From the introduction by David Hale Smith:
My favorite line in my favorite song about Dallas goes like this: Dallas is a rich man with a death wish in his eyes / A steel and concrete soul in a warm heart and love disguise . . . The narrator of Jimmie Dale Gilmore’s perfect tune “Dallas” is coming to town as a broke dreamer with the bright lights of the big city on his mind. He’s just seen the Dallas cityscape through the window of his seat on a DC-9 at night. Is he just beginning his quest? Or is he on his way home, flying out of Love Field, reminiscing after seeing the woman who stepped on him when he was down?
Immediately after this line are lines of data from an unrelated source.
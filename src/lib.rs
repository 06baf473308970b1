pub mod app;
pub mod config;
pub mod domain;
pub mod http;
pub mod infra;

use std::sync::Arc;

use crate::app::auth::Credentials;
use crate::app::media::MediaOrigin;
use crate::app::records::RecordStore;
use crate::app::upload::{Moderation, UploadForwarder};
use crate::app::wallpaper::WallpaperFeed;

#[derive(Clone)]
pub struct AppState {
    pub records: Arc<dyn RecordStore>,
    pub forwarder: Arc<dyn UploadForwarder>,
    pub origin: Arc<dyn MediaOrigin>,
    pub moderation: Option<Moderation>,
    pub wallpapers: Arc<dyn WallpaperFeed>,
    pub credentials: Credentials,
    pub enable_auth: bool,
    pub domain: String,
    pub admin_path: String,
    pub provider_origin_host: String,
    pub upload_max_bytes: usize,
}
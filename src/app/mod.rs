pub mod auth;
pub mod media;
pub mod records;
pub mod upload;
pub mod upstream;
pub mod wallpaper;
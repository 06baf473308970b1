use anyhow::Result;
use sqlx::postgres::PgPoolOptions;
use sqlx::PgPool;
use std::time::Duration;

use crate::config::AppConfig;

const MIGRATIONS: [(&str, &str); 1] = [(
    "001_create_media",
    include_str!("../../migrations/001_create_media.sql"),
)];

#[derive(Clone)]
pub struct Db {
    pool: PgPool,
}

impl Db {
    pub async fn connect(config: &AppConfig) -> Result<Self> {
        let pool = PgPoolOptions::new()
            .max_connections(config.db_max_connections)
            .acquire_timeout(Duration::from_secs(config.db_connect_timeout_seconds))
            .idle_timeout(Duration::from_secs(config.db_idle_timeout_seconds))
            .max_lifetime(Duration::from_secs(config.db_max_lifetime_seconds))
            .connect(&config.database_url)
            .await?;
        Ok(Self { pool })
    }

    pub fn pool(&self) -> &PgPool {
        &self.pool
    }

    pub async fn ping(&self) -> Result<()> {
        sqlx::query("SELECT 1").execute(&self.pool).await?;
        Ok(())
    }

    /// Applies the bundled schema. Every statement is idempotent.
    pub async fn migrate(&self) -> Result<()> {
        for (name, sql) in MIGRATIONS {
            sqlx::raw_sql(sql).execute(&self.pool).await?;
            tracing::debug!(migration = name, "migration applied");
        }
        Ok(())
    }
}
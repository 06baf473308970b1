use anyhow::Result;
use std::time::Duration;

const USER_AGENT: &str = concat!(env!("CARGO_PKG_NAME"), "/", env!("CARGO_PKG_VERSION"));

/// Shared outbound client for every upstream service.
pub fn build(timeout_seconds: u64) -> Result<reqwest::Client> {
    let client = reqwest::Client::builder()
        .user_agent(USER_AGENT)
        .timeout(Duration::from_secs(timeout_seconds))
        .build()?;
    Ok(client)
}
pub mod client;
pub mod db;
pub mod moderation;
pub mod provider;
pub mod wallpaper;
use serde::{Deserialize, Serialize};

/// One accepted upload. Immutable once written.
#[derive(Debug, Clone, PartialEq, Eq, Serialize, Deserialize)]
pub struct MediaRecord {
    pub key: String,
    /// Milliseconds since the Unix epoch at insertion time.
    pub timestamp: i64,
    pub url: String,
}

impl MediaRecord {
    pub fn new(key: impl Into<String>, timestamp: i64, domain: &str) -> Self {
        let key = key.into();
        let url = public_url(domain, &key);
        Self { key, timestamp, url }
    }

    pub fn is_video(&self) -> bool {
        self.url
            .rsplit('.')
            .next()
            .map(|ext| ext.eq_ignore_ascii_case("mp4"))
            .unwrap_or(false)
    }
}

/// Public URL for a provider key on this service's domain.
pub fn public_url(domain: &str, key: &str) -> String {
    format!("https://{}{}", domain, key)
}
In a country with so many interesting cities, Dallas is often overlooked—except on November 22 every year. The heartbreaking anniversary keeps coming back around in a nightmare loop, for all of us. On that day in 1963, Dallas became American noir. A permanent black scar on its history that will never be erased, no matter how many happy business stories and hit television shows arise from here. In a stark ongoing counterweight to the JFK tragedy are those two iterations of the TV show. Dallas is not a TV show. It’s a real city . . . For the past forty years, my capacity to be surprised by it has not diminished one bit. I hope the stories in this collection will surprise you too.